Standard-layout class describes a standard layout class that:
- has no non-static data members of type non-standard-layout class (or array of such types) or reference,
- has no virtual functions and no virtual base classes,
- has the same access control for all non-static data members,
- has no non-standard-layout base classes,
- has all non-static data members and bit-fields in the class and its base classes first declared in the same class, and given the class as S, has no element of the set M(S) of types as a base class, where M(X) for a type X is defined as:
- If X is a non-union class type with no (possibly inherited) non-static data members, the set M(X) is empty.
- If X is a non-union class type whose first non-static data member has type X0 (where said member may be an anonymous union), the set M(X) consists of X0 and the elements of M(X0).
- If X is a union type, the set M(X) is the union of all M(Ui) and the set containing all Ui, where each Ui is the type of the ith non-static data member of X.
- If X is an array type with element type Xe, the set M(X) consists of Xe and the elements of M(Xe).

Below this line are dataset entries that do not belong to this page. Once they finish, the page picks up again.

//! Condition variable paired with an async mutex.
//!
//! A [`Condition`] lets tasks holding a mutex give it up while they wait for
//! some predicate to become true, and re-take it before they continue.
//! Several conditions may share one mutex through [`Condition::with_lock`].
//!
//! `wait`, `notify` and `notify_all` require the mutex to be held and report
//! [`SyncError::NotLocked`] otherwise. Since a [`Mutex`] has no owner, "held"
//! means held by anyone; callers are expected to pair the raw
//! [`acquire`](Condition::acquire)/[`release`](Condition::release) calls
//! themselves or use [`with`](Condition::with).
//!
//! # Cancel Safety
//!
//! Dropping a pending `wait()` leaves the caller without the mutex: it was
//! given up when the wait began and is re-taken only when the wait resolves.
//!
//! # Example
//!
//! ```
//! use coopsync::Condition;
//! use coopsync::lab::{LabConfig, LabRuntime};
//! use std::cell::Cell;
//!
//! let cond = Condition::new();
//! let ready = Cell::new(false);
//! let mut lab = LabRuntime::new(LabConfig::default());
//! let waiter = lab.spawn(cond.with(async || {
//!     cond.wait_for(|| ready.get()).await.unwrap();
//! }));
//! lab.spawn(cond.with(async || {
//!     ready.set(true);
//!     cond.notify(1).unwrap();
//! }));
//! lab.run_until_quiescent();
//! assert!(waiter.is_finished());
//! ```

use std::future::Future;
use std::rc::Rc;

use crate::error::{Result, SyncError};
use crate::sync::mutex::Mutex;
use crate::sync::notify::Notify;
use crate::sync::uncancelled;

/// A condition variable for async tasks.
#[derive(Debug, Default)]
pub struct Condition {
    lock: Rc<Mutex>,
    /// Tasks suspended in `wait`.
    waiters: Notify,
}

impl Condition {
    /// Creates a condition with its own mutex.
    #[must_use]
    pub fn new() -> Self {
        Self::with_lock(Rc::new(Mutex::new()))
    }

    /// Creates a condition over an existing, possibly shared, mutex.
    #[must_use]
    pub fn with_lock(lock: Rc<Mutex>) -> Self {
        Self {
            lock,
            waiters: Notify::new(),
        }
    }

    /// Returns the mutex this condition is paired with.
    #[must_use]
    pub fn mutex(&self) -> &Rc<Mutex> {
        &self.lock
    }

    /// Acquires the underlying mutex.
    ///
    /// The mutex stays held until [`release`](Self::release) is called.
    pub fn acquire(&self) -> impl Future<Output = ()> + '_ {
        let pending = self.lock.acquire();
        async move { uncancelled(pending.await).forget() }
    }

    /// Releases the underlying mutex.
    ///
    /// # Errors
    ///
    /// Returns [`SyncError::NotLocked`] if the mutex is not held.
    pub fn release(&self) -> Result<()> {
        self.lock.release()
    }

    /// Returns true if the underlying mutex is held.
    #[must_use]
    pub fn locked(&self) -> bool {
        self.lock.locked()
    }

    /// Returns the number of tasks suspended in [`wait`](Self::wait).
    #[must_use]
    pub fn waiter_count(&self) -> usize {
        self.waiters.waiter_count()
    }

    fn ensure_locked(&self) -> Result<()> {
        if self.locked() {
            Ok(())
        } else {
            Err(SyncError::NotLocked {
                primitive: "condition",
            })
        }
    }

    /// Wakes up to `n` waiting tasks, oldest first.
    ///
    /// # Errors
    ///
    /// Returns [`SyncError::NotLocked`] if the mutex is not held, and
    /// [`SyncError::InvalidArgument`] if `n` is zero.
    pub fn notify(&self, n: usize) -> Result<()> {
        self.ensure_locked()?;
        self.waiters.notify(n)
    }

    /// Wakes every waiting task.
    ///
    /// # Errors
    ///
    /// Returns [`SyncError::NotLocked`] if the mutex is not held.
    pub fn notify_all(&self) -> Result<()> {
        self.ensure_locked()?;
        self.waiters.notify_all();
        Ok(())
    }

    /// Releases the mutex, waits to be notified, then re-acquires the mutex.
    ///
    /// The caller is registered and the mutex released when this method is
    /// called. Registration comes first, so a notification sent by the next
    /// holder cannot be missed.
    ///
    /// # Errors
    ///
    /// Returns [`SyncError::NotLocked`] if the mutex is not held.
    pub fn wait(&self) -> impl Future<Output = Result<()>> + '_ {
        let registered = self.ensure_locked().and_then(|()| {
            let woken = self.waiters.notified();
            self.lock.release().map(|()| woken)
        });
        if registered.is_ok() {
            tracing::trace!("condition wait");
        }
        async move {
            uncancelled(registered?.await);
            uncancelled(self.lock.acquire().await).forget();
            Ok(())
        }
    }

    /// Waits until `predicate` returns true.
    ///
    /// The predicate is checked when this method is called and after every
    /// wakeup, so spurious or shared wakeups are tolerated. If the first
    /// check fails the caller is registered right away, as with
    /// [`wait`](Self::wait).
    ///
    /// # Errors
    ///
    /// Returns [`SyncError::NotLocked`] if the mutex is not held.
    pub fn wait_for<P>(&self, mut predicate: P) -> impl Future<Output = Result<()>>
    where
        P: FnMut() -> bool,
    {
        let first = self
            .ensure_locked()
            .map(|()| (!predicate()).then(|| self.wait()));
        async move {
            if let Some(first) = first? {
                first.await?;
                while !predicate() {
                    self.wait().await?;
                }
            }
            Ok(())
        }
    }

    /// Acquires the mutex, runs `f`, and releases the mutex afterwards.
    ///
    /// The caller queues for the mutex when this method is called.
    pub fn with<F, R>(&self, f: F) -> impl Future<Output = R>
    where
        F: AsyncFnOnce() -> R,
    {
        let acquire = self.acquire();
        async move {
            acquire.await;
            let _release = ReleaseOnDrop { condition: self };
            f().await
        }
    }
}

struct ReleaseOnDrop<'a> {
    condition: &'a Condition,
}

impl Drop for ReleaseOnDrop<'_> {
    fn drop(&mut self) {
        // Not held if `f` was dropped mid-wait.
        if let Err(err) = self.condition.release() {
            tracing::debug!(%err, "condition scope ended without the mutex");
        }
    }
}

- If X is a non-class, non-array type, the set M(X) is empty.
(numbered for convivence)
However, the following fails:
#include <type_traits>
struct A {
int a;
};
struct B : A {
int b;
};
static_assert(std::is_standard_layout<A>::value, "not standard layout"); // succeeds
static_assert(std::is_standard_layout<B>::value, "not standard layout"); // fails
I see that 1-4 are true, so is one of points under 5 false? I find the points under 5 a little confusing.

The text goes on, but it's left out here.